In Setting the Table, restaurant entrepreneur Danny Meyer makes a critical distinction between service and hospitality. Service is what customers expect: food on time, food served at the right temperature, good service. Hospitality is all that you do for customers that they don’t expect that makes them want to come back. We of the Abrahamic faith know that our forefather was great at service and hospitality, but we don’t always remember to live up to that tradition.

Meyer offers this advice when a customer is unhappy: respond graciously, and do so at once. “Err on the side of generosity. Apologize and make sure the value of the redemption is worth more than the cost of the initial mistake.” Learn from mistakes and make new mistakes instead of repeating old ones. Most importantly, Meyer advises people in the people business to write a great last chapter. When your relationship with a customer is compromised, don’t let the customer leave unhappy. Turn the situation around and write the last chapter.

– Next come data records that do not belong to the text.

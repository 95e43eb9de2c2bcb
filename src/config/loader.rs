//! Configuration loading from disk and the environment.

use std::fs;
use std::path::Path;

use thiserror::Error;

use crate::config::schema::{ApiConfig, Environment, LogFormat};
use crate::config::validation::{validate_config, ValidationError};

/// Error type for configuration loading.
#[derive(Debug, Error)]
pub enum ConfigError {
    #[error("IO error: {0}")]
    Io(#[from] std::io::Error),

    #[error("Parse error: {0}")]
    Parse(#[from] toml::de::Error),

    #[error("invalid value for {key}: {value:?}")]
    Env { key: &'static str, value: String },

    #[error("Validation failed: {}", join_errors(.0))]
    Validation(Vec<ValidationError>),
}

fn join_errors(errors: &[ValidationError]) -> String {
    errors
        .iter()
        .map(ToString::to_string)
        .collect::<Vec<_>>()
        .join(", ")
}

/// Build the effective configuration: optional file, then environment
/// overrides, then validation of the merged result.
pub fn load(path: Option<&Path>) -> Result<ApiConfig, ConfigError> {
    let mut config = match path {
        Some(path) => {
            let content = fs::read_to_string(path)?;
            toml::from_str(&content)?
        }
        None => ApiConfig::default(),
    };

    apply_env_overrides(&mut config, |key| std::env::var(key).ok())?;
    validate_config(&config).map_err(ConfigError::Validation)?;

    Ok(config)
}

/// Apply environment-style overrides using `lookup` to read variables.
pub fn apply_env_overrides<F>(config: &mut ApiConfig, lookup: F) -> Result<(), ConfigError>
where
    F: Fn(&str) -> Option<String>,
{
    let env = |key: &'static str| lookup(key).filter(|v| !v.trim().is_empty());

    if let Some(value) = env("NODE_ENV").or_else(|| env("APP_ENV")) {
        config.environment = Environment::parse(&value).ok_or(ConfigError::Env {
            key: "NODE_ENV",
            value,
        })?;
    }

    if let Some(port) = env("PORT") {
        let port: u16 = parse_var("PORT", port)?;
        let host = env("HOST").unwrap_or_else(|| "0.0.0.0".to_string());
        config.listener.bind_address = format!("{host}:{port}");
    }

    if let Some(url) = env("DATABASE_URL") {
        config.database.url = url;
    } else if let Some(url) = database_url_from_parts(&env)? {
        config.database.url = url;
    }

    if let Some(secret) = env("JWT_SECRET") {
        config.auth.jwt_secret = secret;
    }
    if let Some(expire) = env("JWT_EXPIRE") {
        config.auth.token_ttl_secs = parse_duration_secs(&expire).ok_or(ConfigError::Env {
            key: "JWT_EXPIRE",
            value: expire,
        })?;
    }

    if let Some(timeout) = env("REQUEST_TIMEOUT") {
        config.timeouts.request_ms = parse_var("REQUEST_TIMEOUT", timeout)?;
    }

    if let Some(window) = env("RATE_LIMIT_WINDOW_MS") {
        config.rate_limit.api_window_ms = parse_var("RATE_LIMIT_WINDOW_MS", window)?;
    }
    if let Some(max) = env("RATE_LIMIT_MAX_REQUESTS") {
        config.rate_limit.api_max_requests = parse_var("RATE_LIMIT_MAX_REQUESTS", max)?;
    }

    if let Some(level) = env("LOG_LEVEL") {
        config.observability.log_level = level;
    }
    if let Some(format) = env("LOG_FORMAT") {
        config.observability.log_format = match format.to_ascii_lowercase().as_str() {
            "json" => LogFormat::Json,
            "pretty" => LogFormat::Pretty,
            _ => {
                return Err(ConfigError::Env {
                    key: "LOG_FORMAT",
                    value: format,
                })
            }
        };
    }
    if let Some(enabled) = env("METRICS_ENABLED") {
        config.observability.metrics_enabled = parse_var("METRICS_ENABLED", enabled)?;
    }

    Ok(())
}

fn database_url_from_parts<F>(env: &F) -> Result<Option<String>, ConfigError>
where
    F: Fn(&'static str) -> Option<String>,
{
    let (Some(user), Some(name)) = (env("DB_USER"), env("DB_NAME")) else {
        return Ok(None);
    };
    let host = env("DB_HOST").unwrap_or_else(|| "localhost".to_string());
    let port: u16 = match env("DB_PORT") {
        Some(port) => parse_var("DB_PORT", port)?,
        None => 5432,
    };
    let credentials = match env("DB_PASSWORD") {
        Some(password) => format!("{user}:{password}"),
        None => user,
    };

    Ok(Some(format!(
        "postgres://{credentials}@{host}:{port}/{name}"
    )))
}

fn parse_var<T: std::str::FromStr>(key: &'static str, value: String) -> Result<T, ConfigError> {
    value
        .trim()
        .parse()
        .map_err(|_| ConfigError::Env { key, value })
}

/// Parse a lifetime such as `30d`, `12h`, `15m`, `45s` or a bare number of
/// seconds.
pub fn parse_duration_secs(value: &str) -> Option<u64> {
    let value = value.trim();
    let split = value
        .find(|c: char| !c.is_ascii_digit())
        .unwrap_or(value.len());
    let (digits, unit) = value.split_at(split);
    let amount: u64 = digits.parse().ok()?;

    let multiplier = match unit.trim() {
        "" | "s" => 1,
        "m" => 60,
        "h" => 60 * 60,
        "d" => 24 * 60 * 60,
        "w" => 7 * 24 * 60 * 60,
        _ => return None,
    };

    amount.checked_mul(multiplier)
}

“Until you change the dynamics of the equation,” Epstein quips, “you have the kosher food industry that you deserve.” If you view kosher restaurants as a community service, there should be a community cost, Epstein argues, and not one borne by the vendor alone. In synagogue life today you pay membership with building funds, and there are eruv funds and mikvah funds to support community institutions you value. And if you don’t do this as a service, then make your restaurant a business. Operate as if it’s not kosher, and then customer service is critical. If it’s a chesed (an act of kindness), then the community has to share the cost. If it’s a business, then run it like a business. In business, customers matter.

And when it comes to foot-in-mouth disease in the kosher restaurant business, the customer also needs to be careful. We need to watch our pleases and thank yous, and change our orders and complain with a little more class and a lot more kindness. Marc shared this doozy he heard from a friend at an event he catered: “The food was delicious. No one can believe it came from your restaurant.”